Make a Plan and Keep Busy
Whether you think you're ready to become more proactive in your recovery or are just beginning to consider what your short- and long-term recovery goals will be, keep in mind that you need to make a plan of some sort. Get help with this by revisiting the recovery plan you created during the preventing relapse portion of your rehab, and maybe talk it over with your continuing care or aftercare therapist and/or your 12-step sponsor.
It could very well be that what you thought you'd get involved in or what you put down then as your immediate goals have changed now. You may want to revise the plan you previously put down to incorporate new interests and directions that you're now aware of and want to pursue. Nothing is etched in stone with respect to your recovery plan, not now and not ever. In fact, it should always be in some state of revision.
It is also vital that you keep busy, especially during the times when you're under a great deal of stress and tension at work and at home. You need to know what your schedule is and pay heed to taking care of doing what you've committed to do for yourself in recovery at the appropriate time. This includes making room in your daily schedule to attend 12-step meetings, to eat meals at appropriate times, to get daily physical exercise of some sort, to devote some time to reading and learning about recovery and effective strategies for dealing with problem issues that may crop up, and, of course, making sure that you get an adequate amount of sleep each night.
Keeping busy, taking care of yourself, making and revising your recovery goals and sticking to your schedule will help you feel better about yourself and your footing in recovery.
It will also help ease you past the logjam of worrying about what to do if giving up your old friends is hard to do.
Time is On Your Side
Think of recovery as a lifelong journey. It isn't a race or a destination that you have to reach or die trying. Recovery is a way of life, one that you've chosen for yourself. In essence, you've given yourself a tremendous gift, this new life in sobriety. And it is one that will continue to bring countless benefits and blessings your way for as long as you live.
You do need to put forth effort to achieve a lasting and effective sobriety. There will be pain and uncertainty at times. But there will also be joy and profound serenity, new friends, interesting and rewarding opportunities and a horizon that you could perhaps never before imagined for yourself.
Time is really on your side. As long as you are living in the present, concentrating on doing the very best you can for your recovery today, right now, you will be well on your way to feeling confident and secure in your sobriety.

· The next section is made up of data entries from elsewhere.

//! Bash lexer. `istate` is a base-10 digit stack: each decimal digit is a
//! quoting-context code (`1` single-quote, `2` double-quote, `3` backtick,
//! `4` `$(...)`), most-significant digit innermost. This lets quoting
//! nest to any depth without a fixed-width encoding.

use core_text::{Cell, SyntaxClass};

use crate::primitives::{match_keyword, paint_class};
use crate::Syntax;

const KEYWORDS: &[&str] = &[
    "if", "then", "else", "elif", "fi", "for", "while", "until", "do", "done", "case", "esac",
    "function", "local", "export", "return", "in", "select", "time",
];

const SINGLE: u8 = 1;
const DOUBLE: u8 = 2;
const BACKTICK: u8 = 3;
const SUBSHELL: u8 = 4;

pub struct BashSyntax;

impl Syntax for BashSyntax {
    fn name(&self) -> &'static str {
        "bash"
    }

    fn extensions(&self) -> &'static [&'static str] {
        &["sh", "bash"]
    }

    fn prefers_spaces(&self) -> bool {
        true
    }

    fn highlight_line(&self, cells: &mut [Cell], istate: i32) -> i32 {
        highlight(cells, istate)
    }
}

fn decode(mut state: i32) -> Vec<u8> {
    let mut stack = Vec::new();
    while state > 0 {
        stack.push((state % 10) as u8);
        state /= 10;
    }
    stack.reverse();
    stack
}

fn encode(stack: &[u8]) -> i32 {
    stack.iter().fold(0, |acc, &d| acc * 10 + d as i32)
}

pub(crate) fn highlight(cells: &mut [Cell], istate: i32) -> i32 {
    let mut stack = decode(istate);
    let mut i = 0;

    while i < cells.len() {
        match stack.last().copied() {
            Some(SINGLE) => {
                cells[i].class = SyntaxClass::String;
                if cells[i].codepoint == '\'' {
                    stack.pop();
                }
                i += 1;
            }
            Some(DOUBLE) => {
                cells[i].class = SyntaxClass::String;
                let c = cells[i].codepoint;
                if c == '\\' {
                    if i + 1 < cells.len() {
                        cells[i + 1].class = SyntaxClass::Escape;
                    }
                    i += 2;
                    continue;
                }
                if c == '"' {
                    stack.pop();
                    i += 1;
                    continue;
                }
                if c == '`' {
                    stack.push(BACKTICK);
                    i += 1;
                    continue;
                }
                if c == '$' && cells.get(i + 1).map(|c| c.codepoint) == Some('(') {
                    stack.push(SUBSHELL);
                    i += 2;
                    continue;
                }
                i += 1;
            }
            Some(BACKTICK) => {
                cells[i].class = SyntaxClass::String2;
                if cells[i].codepoint == '`' {
                    stack.pop();
                }
                i += 1;
            }
            Some(SUBSHELL) => {
                let c = cells[i].codepoint;
                if c == ')' {
                    stack.pop();
                    i += 1;
                    continue;
                }
                if c == '\'' {
                    stack.push(SINGLE);
                    i += 1;
                    continue;
                }
                if c == '"' {
                    stack.push(DOUBLE);
                    i += 1;
                    continue;
                }
                i += 1;
            }
            None => {
                let c = cells[i].codepoint;
                if c == '#' {
                    paint_class(cells, i, cells.len() - i, SyntaxClass::Comment);
                    return encode(&stack);
                }
                if c == '\'' {
                    stack.push(SINGLE);
                    cells[i].class = SyntaxClass::String;
                    i += 1;
                    continue;
                }
                if c == '"' {
                    stack.push(DOUBLE);
                    cells[i].class = SyntaxClass::String;
                    i += 1;
                    continue;
                }
                if c == '`' {
                    stack.push(BACKTICK);
                    cells[i].class = SyntaxClass::String2;
                    i += 1;
                    continue;
                }
                if c == '$' && cells.get(i + 1).map(|c| c.codepoint) == Some('(') {
                    stack.push(SUBSHELL);
                    i += 2;
                    continue;
                }
                if let Some(len) = match_keyword(cells, i, KEYWORDS) {
                    paint_class(cells, i, len, SyntaxClass::Keyword);
                    i += len;
                    continue;
                }
                i += 1;
            }
        }
    }
    encode(&stack)
}

#[cfg(test)]
mod tests {
    use super::*;
    use core_text::Line;

    #[test]
    fn single_quote_spans_lines() {
        let mut l1 = Line::from_str("echo 'start of");
        let s1 = highlight(l1.cells_mut(), 0);
        assert_eq!(s1, 1);
        let mut l2 = Line::from_str("a multi-line string'");
        let s2 = highlight(l2.cells_mut(), s1);
        assert_eq!(s2, 0);
    }

    #[test]
    fn nested_subshell_in_double_quote() {
        let mut l = Line::from_str(r#"x="$(echo hi)""#);
        let s = highlight(l.cells_mut(), 0);
        assert_eq!(s, 0);
    }

    #[test]
    fn keyword_paints() {
        let mut l = Line::from_str("if true; then");
        highlight(l.cells_mut(), 0);
        assert_eq!(l.cells()[0].class, SyntaxClass::Keyword);
    }
}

Always remember that there is no right or wrong way to approach your recovery. There is only what works for you. Expect to make new discoveries along the way, and to decide that one method or strategy for dealing with certain issues or problems that may have worked in the recent past may no longer be effective now. Be willing to branch out, to explore new ideas, to give yourself the freedom to grow and learn and be happy.
Life is very precious, indeed, and your life in sobriety can be all that you wish it to be – and more that you haven't even considered yet. Just give it time, forgive yourself, and decide to take the first step in this exciting journey of recovery.